In the wake of more than 377,000 COVID-19 deaths last year, the average life expectancy in the U.S. fell by 1.5 years, new federal data shows.
Life expectancy at birth for the total population declined from 78.8 years in 2019 to 77.3 years in 2020. That is the lowest level since 2003, according to provisional data released Wednesday by the National Center for Health Statistics.
The decline was even greater among minorities. The average life expectancy of Hispanics in the U.S. plummeted by three years to 78.8 years, the report shows.
The average life expectancy of Black people fell by 2.9 years to 71.8 years, ending a trend that saw that demographic’s average lifespan inch closer to those of white Americans. The average life expectancy of that group fell 1.2 years to 77.6, its lowest since 2002.
Public health experts expected the coronavirus pandemic would significantly alter life expectancy, but they were surprised at the impact on a metric that normally shifts in small increments over many years. The sudden 1.5 year drop is the largest since World War II, when life expectancy fell 2.9 years as U.S. military personnel fought in World War II between 1942 and 1943.
COVID-19 deaths contributed to 74 percent of the 2020 decline, the report states. The numbers are a sobering reminder of the devastating effect of the pandemic, said Cindy Prins, an associate professor of epidemiology at the University of Florida’s College of Public Health and Health Professions.
“We think of World War II as a catastrophic event; now we’ve got a comparison with COVID-19,” she said. “This is a catastrophic loss of life.”
The report is seen by some public health experts as another sign of how the U.S. has mismanaged the pandemic.
The coronavirus was the third leading cause of death in the U. S. in 2020 behind heart disease and cancer, according to data from the Centers for Disease Control and Prevention. The current U.S. COVID-19 death toll of more than 609,000 represents the the fifth worst per capita fatality rate in the world, behind South American nations Peru, Brazil, Columbia and Argentina, according to data from Johns Hopkins University and Medicine.
Other wealthy nations have also reported declines in average life expectancy, but not as great as in the United States. One study in the British Medical Journal found that the 2020 decline in life expectancy in the United States was 8.5 times more than the average of 16 high-income peer countries that included Denmark, France, New Zealand and the United Kingdom.
It means the average life expectancy in the U.S. is now almost five years shorter than in its peer countries.
“It’s a wake up call for all of us,” said Ali Mokdad, a professor and chief strategy officer of population health at the University of Washington’s Institute for Health Metrics and Evaluation. “We had a pandemic that we didn’t control. We have people who are attacking science and people who refuse to shutdown the country.”
Since the 1.5 year fall in life expectancy is a national average, the true impact of the pandemic will be much greater in poorer and minority communities. That is already reflected in the greater slump in average life expectancy for Black and Hispanic residents, Makdad said.
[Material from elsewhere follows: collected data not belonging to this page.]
//! Pokedex Explorer - PokeAPI catalog browser built on tui-dispatch
//!
//! This library exposes the app's modules for testing.

pub mod action;
pub mod api;
pub mod cache;
pub mod components;
pub mod config;
pub mod effect;
pub mod error;
pub mod logging;
pub mod reducer;
pub mod state;
pub mod view;
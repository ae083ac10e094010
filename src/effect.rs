//! Effects - side effects declared by the reducer

#[derive(Debug, Clone, PartialEq)]
pub enum Effect {
    /// Initial catalog fetch
    LoadCatalog { request_id: u64 },
    /// Fetch again to re-derive the view after a search/sort change
    RefreshCatalog { request_id: u64 },
    /// Fire `DeriveDue(ticket)` after `delay_ms`, replacing any pending timer
    ScheduleDerive { ticket: u64, delay_ms: u64 },
}
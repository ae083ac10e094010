use ratatui::{
    layout::{Constraint, Flex, Layout},
    prelude::{Frame, Rect},
    style::{Color, Modifier, Style},
    text::{Line, Span},
    widgets::{Block, Borders, Paragraph},
};

use super::Component;
use crate::action::Action;
use crate::state::DisplayRecord;
use crate::view::{dex_number, sprite_label};

pub const TILE_WIDTH: u16 = 20;
/// Border, dex number, sprite, name, border.
pub const TILE_HEIGHT: u16 = 5;

pub const NO_MATCH_MESSAGE: &str = "No Pokémon found match search";

pub struct CatalogGridProps<'a> {
    pub records: &'a [DisplayRecord],
    /// First row to draw
    pub scroll: usize,
}

/// One tile per record, laid out row by row
#[derive(Default)]
pub struct CatalogGrid;

pub fn columns_for(width: u16) -> usize {
    (width / TILE_WIDTH).max(1) as usize
}

impl Component<Action> for CatalogGrid {
    type Props<'a> = CatalogGridProps<'a>;

    fn render(&mut self, frame: &mut Frame, area: Rect, props: Self::Props<'_>) {
        if props.records.is_empty() {
            render_no_match(frame, area);
            return;
        }

        let columns = columns_for(area.width);
        let visible_rows = (area.height / TILE_HEIGHT).max(1) as usize;
        let total_rows = props.records.len().div_ceil(columns);
        let first_row = props.scroll.min(total_rows.saturating_sub(1));

        for (screen_row, row) in (first_row..total_rows).take(visible_rows).enumerate() {
            for column in 0..columns {
                let Some(record) = props.records.get(row * columns + column) else {
                    break;
                };
                let tile = Rect {
                    x: area.x + column as u16 * TILE_WIDTH,
                    y: area.y + screen_row as u16 * TILE_HEIGHT,
                    width: TILE_WIDTH,
                    height: TILE_HEIGHT,
                }
                .intersection(area);
                if tile.is_empty() {
                    continue;
                }
                render_tile(frame, tile, record);
            }
        }
    }
}

fn render_tile(frame: &mut Frame, area: Rect, record: &DisplayRecord) {
    let block = Block::default()
        .borders(Borders::ALL)
        .border_style(Style::default().fg(Color::Rgb(70, 70, 80)));

    let sprite_style = if record.sprite.is_some() {
        Style::default().fg(Color::Gray)
    } else {
        Style::default().fg(Color::DarkGray).add_modifier(Modifier::ITALIC)
    };
    let lines = vec![
        Line::from(Span::styled(
            dex_number(record.id),
            Style::default().fg(Color::DarkGray),
        )),
        Line::from(Span::styled(sprite_label(record.sprite.as_deref()), sprite_style)),
        Line::from(Span::styled(
            record.name.clone(),
            Style::default().add_modifier(Modifier::BOLD),
        )),
    ];
    frame.render_widget(Paragraph::new(lines).block(block), area);
}

fn render_no_match(frame: &mut Frame, area: Rect) {
    let chunks = Layout::vertical([Constraint::Length(1)])
        .flex(Flex::Center)
        .split(area);
    let message = Line::from(Span::styled(
        NO_MATCH_MESSAGE,
        Style::default().fg(Color::DarkGray),
    ))
    .centered();
    frame.render_widget(Paragraph::new(message), chunks[0]);
}
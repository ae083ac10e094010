//! Render snapshot tests using RenderHarness

use tui_dispatch::{testing::*, DataResource};
use pokedex_explorer::{
    components::{
        catalog_display::{ATTRIBUTION, LOADING_MESSAGE},
        catalog_grid::NO_MATCH_MESSAGE,
        CatalogDisplay, CatalogDisplayProps, Component,
    },
    config::OptimizationConfig,
    state::{AppState, DisplayRecord, FetchStats, SortKey, FETCH_FAILED_MESSAGE},
};

fn render_state(state: &AppState, width: u16, height: u16) -> String {
    let mut render = RenderHarness::new(width, height);
    let mut component = CatalogDisplay::new();
    render.render_to_string_plain(|frame| {
        let props = CatalogDisplayProps {
            state,
            is_focused: true,
        };
        component.render(frame, frame.area(), props);
    })
}

fn loaded(records: Vec<DisplayRecord>) -> AppState {
    AppState {
        visible: records.clone(),
        catalog: DataResource::Loaded(records),
        ..Default::default()
    }
}

fn starters() -> Vec<DisplayRecord> {
    vec![
        DisplayRecord {
            id: 1,
            name: "Bulbasaur".into(),
            sprite: Some("https://sprites.example/pokemon/1.png".into()),
        },
        DisplayRecord {
            id: 4,
            name: "Charmander".into(),
            sprite: Some("https://sprites.example/pokemon/4.png".into()),
        },
        DisplayRecord {
            id: 7,
            name: "Squirtle".into(),
            sprite: None,
        },
    ]
}

#[test]
fn test_render_loading_state() {
    let state = AppState {
        catalog: DataResource::Loading,
        tick: 3,
        ..Default::default()
    };

    let output = render_state(&state, 60, 12);

    assert!(output.contains(LOADING_MESSAGE), "loading text missing:\n{output}");
    assert!(!output.contains("Search by name"), "no search bar while loading:\n{output}");
}

#[test]
fn test_render_error_state() {
    let state = AppState {
        catalog: DataResource::Failed(FETCH_FAILED_MESSAGE.into()),
        ..Default::default()
    };

    let output = render_state(&state, 80, 14);

    assert!(output.contains("Error"));
    assert!(output.contains(FETCH_FAILED_MESSAGE));
    assert!(output.contains("Press r to try again"));
}

#[test]
fn test_render_tiles_in_visible_order() {
    let output = render_state(&loaded(starters()), 80, 16);

    assert!(output.contains("#001"));
    assert!(output.contains("#004"));
    assert!(output.contains("#007"));
    assert!(output.contains("1.png"));
    assert!(output.contains("no sprite"));

    let bulbasaur = output.find("Bulbasaur").expect("Bulbasaur tile");
    let charmander = output.find("Charmander").expect("Charmander tile");
    assert!(bulbasaur < charmander, "tiles follow the visible order");
}

#[test]
fn test_render_no_match_placeholder() {
    let mut state = loaded(starters());
    state.search_term = "zzz".into();
    state.visible.clear();

    let output = render_state(&state, 80, 16);

    assert!(output.contains(NO_MATCH_MESSAGE));
    assert!(output.contains("zzz"), "term stays in the input:\n{output}");
}

#[test]
fn test_render_sort_label_and_attribution() {
    let mut state = loaded(starters());
    state.sort_key = SortKey::Name;

    let output = render_state(&state, 100, 16);

    assert!(output.contains("Sort by Name"));
    assert!(output.contains(ATTRIBUTION));
}

#[test]
fn test_render_header_stats_and_flags() {
    let mut state = loaded(starters());
    state.stats = FetchStats {
        fetch_calls: 2,
        request_count: 4,
    };
    state.optimizations = OptimizationConfig {
        initial_cache: true,
        debounce: true,
        debounce_ms: 500,
    };

    let output = render_state(&state, 110, 16);

    assert!(output.contains("Pokémon Explorer"));
    assert!(output.contains("Fetch function count: 2"));
    assert!(output.contains("Fetch request count: 4"));
    assert!(output.contains("[cache, debounce 500ms]"));
}

#[test]
fn test_render_refresh_error_hint() {
    let mut state = loaded(starters());
    state.refresh_error = Some("timeout".into());

    let output = render_state(&state, 100, 16);

    assert!(output.contains("refresh failed"));
    assert!(output.contains("Bulbasaur"), "previous results stay visible");
}
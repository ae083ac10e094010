//! Single-slot in-memory catalog cache

use std::sync::{Arc, Mutex, MutexGuard};

use crate::state::FetchResult;

#[derive(Debug, Default)]
struct Slot {
    request_id: u64,
    result: Option<FetchResult>,
}

/// Cloneable handle to one cached [`FetchResult`].
///
/// There is no key and no expiry: a store overwrites whatever the slot held,
/// unless it comes from an older request than the stored one.
#[derive(Clone, Debug, Default)]
pub struct CatalogCache {
    slot: Arc<Mutex<Slot>>,
}

impl CatalogCache {
    pub fn new() -> Self {
        Self::default()
    }

    pub fn get(&self) -> Option<FetchResult> {
        self.lock().result.clone()
    }

    /// Returns false if `request_id` is older than the stored result.
    pub fn store(&self, request_id: u64, result: FetchResult) -> bool {
        let mut slot = self.lock();
        if slot.result.is_some() && request_id < slot.request_id {
            return false;
        }
        slot.request_id = request_id;
        slot.result = Some(result);
        true
    }

    pub fn invalidate(&self) {
        let mut slot = self.lock();
        slot.result = None;
    }

    pub fn is_empty(&self) -> bool {
        self.lock().result.is_none()
    }

    fn lock(&self) -> MutexGuard<'_, Slot> {
        self.slot.lock().unwrap_or_else(|poisoned| poisoned.into_inner())
    }
}
//! View derivation: search filter + sort over the base records

use std::cmp::Ordering;

use crate::state::{DisplayRecord, SortKey};

/// Build the visible list. The base records are never touched; the result is
/// a filtered, stably sorted copy.
pub fn derive_view(records: &[DisplayRecord], search_term: &str, sort_key: SortKey) -> Vec<DisplayRecord> {
    let mut visible: Vec<DisplayRecord> = records
        .iter()
        .filter(|record| matches_search(record, search_term))
        .cloned()
        .collect();
    sort_records(&mut visible, sort_key);
    visible
}

/// Name contains the term case-insensitively, or the decimal id contains it literally
pub fn matches_search(record: &DisplayRecord, search_term: &str) -> bool {
    if search_term.is_empty() {
        return true;
    }
    record
        .name
        .to_lowercase()
        .contains(&search_term.to_lowercase())
        || record.id.to_string().contains(search_term)
}

pub fn sort_records(records: &mut [DisplayRecord], sort_key: SortKey) {
    match sort_key {
        SortKey::Id => records.sort_by_key(|record| record.id),
        SortKey::Name => records.sort_by(|a, b| locale_cmp(&a.name, &b.name)),
    }
}

/// Collation close to an English locale compare. Names are compared on base
/// letters first (punctuation before digits before letters), then accents,
/// then case (lowercase first), then code points.
pub fn locale_cmp(a: &str, b: &str) -> Ordering {
    let primary = a
        .chars()
        .flat_map(fold_char)
        .map(primary_weight)
        .cmp(b.chars().flat_map(fold_char).map(primary_weight));
    primary
        .then_with(|| a.chars().map(accent_weight).cmp(b.chars().map(accent_weight)))
        .then_with(|| a.chars().map(case_weight).cmp(b.chars().map(case_weight)))
        .then_with(|| a.cmp(b))
}

/// Punctuation in collation order; anything unlisted sorts after it by code point.
const PUNCTUATION_ORDER: &str = "_-,;:!?.'\"()[]{}@*/\\&#%`^+<=>|~$";

fn primary_weight(ch: char) -> (u8, u32) {
    if ch.is_whitespace() {
        (0, ch as u32)
    } else if let Some(rank) = PUNCTUATION_ORDER.chars().position(|p| p == ch) {
        (1, rank as u32)
    } else if ch.is_ascii_punctuation() {
        (1, PUNCTUATION_ORDER.len() as u32 + ch as u32)
    } else if ch.is_numeric() {
        (2, ch as u32)
    } else {
        (3, ch as u32)
    }
}

fn fold_char(ch: char) -> std::char::ToLowercase {
    strip_accent(ch).to_lowercase()
}

fn accent_weight(ch: char) -> u8 {
    if strip_accent(ch) == ch {
        0
    } else {
        1
    }
}

fn case_weight(ch: char) -> u8 {
    if ch.is_uppercase() {
        1
    } else {
        0
    }
}

fn strip_accent(ch: char) -> char {
    match ch {
        'à' | 'á' | 'â' | 'ã' | 'ä' | 'å' => 'a',
        'À' | 'Á' | 'Â' | 'Ã' | 'Ä' | 'Å' => 'A',
        'ç' => 'c',
        'Ç' => 'C',
        'è' | 'é' | 'ê' | 'ë' => 'e',
        'È' | 'É' | 'Ê' | 'Ë' => 'E',
        'ì' | 'í' | 'î' | 'ï' => 'i',
        'Ì' | 'Í' | 'Î' | 'Ï' => 'I',
        'ñ' => 'n',
        'Ñ' => 'N',
        'ò' | 'ó' | 'ô' | 'õ' | 'ö' => 'o',
        'Ò' | 'Ó' | 'Ô' | 'Õ' | 'Ö' => 'O',
        'ù' | 'ú' | 'û' | 'ü' => 'u',
        'Ù' | 'Ú' | 'Û' | 'Ü' => 'U',
        'ý' | 'ÿ' => 'y',
        'Ý' => 'Y',
        _ => ch,
    }
}

/// `7` -> `#007`; ids past 999 are printed in full
pub fn dex_number(id: u32) -> String {
    format!("#{id:03}")
}

/// File name of the sprite image, or a placeholder
pub fn sprite_label(sprite: Option<&str>) -> String {
    match sprite {
        Some(url) => url
            .rsplit('/')
            .find(|segment| !segment.is_empty())
            .unwrap_or(url)
            .to_string(),
        None => "no sprite".to_string(),
    }
}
Factors such as a poor diet, food deserts and higher stress can lead to chronic health conditions that put people at higher risk from severe coronavirus symptoms. Those same neighborhoods also tend to have more blue collar, “essential” and service industry workers who could not work from home during the pandemic, Mokdad said, therefore they were exposed more often to the coronavirus.
At the same time, he said, those communities have higher rates of uninsured and underinsured people and less access to health care while also having a greater chance of receiving poorer quality of care.
“We need to address to the gaps in health care system,” Mokdad said. “We need to do it right.”
The “alarming” drop in life expectancy will also mean a corresponding loss of spending and productivity that could hinder the economic future of many families and the overall economy, said John Sinnott, chairman of internal medicine at the University of South Florida and an epidemiologist at Tampa General Hospital. More families may struggle economically because of the loss of wage earners.
There is also uncertainty about how the long term health of so-called “long-haul” coronavirus patients, who make up roughly 10 percent of those infected.
“If someone can’t work because their lungs or heart or kidneys are damaged, that’s a huge drain on society and the medical profession and their families,” Sinnott said.
He is also concerned that there may be long-term effects from COVID-19 that have yet to be discovered. Von Economo encephalitis and chronic lung disease emerged as side effects from the 1918 influenza pandemic, Sinnott said.
The pandemic may have indirectly also contributed to other factors that led to the fall in average life expectancy.
The National Center for Health Statistics attributed an estimated 11 percent of the decline to increases in deaths from accidents and unintentional injuries. Roughly one third of the latter category were drug overdose deaths.
Last week the agency reported a record high of more than 93,000 overdose deaths in 2020 that experts believe was driven by isolation, mental health issues and unemployment all caused by the pandemic.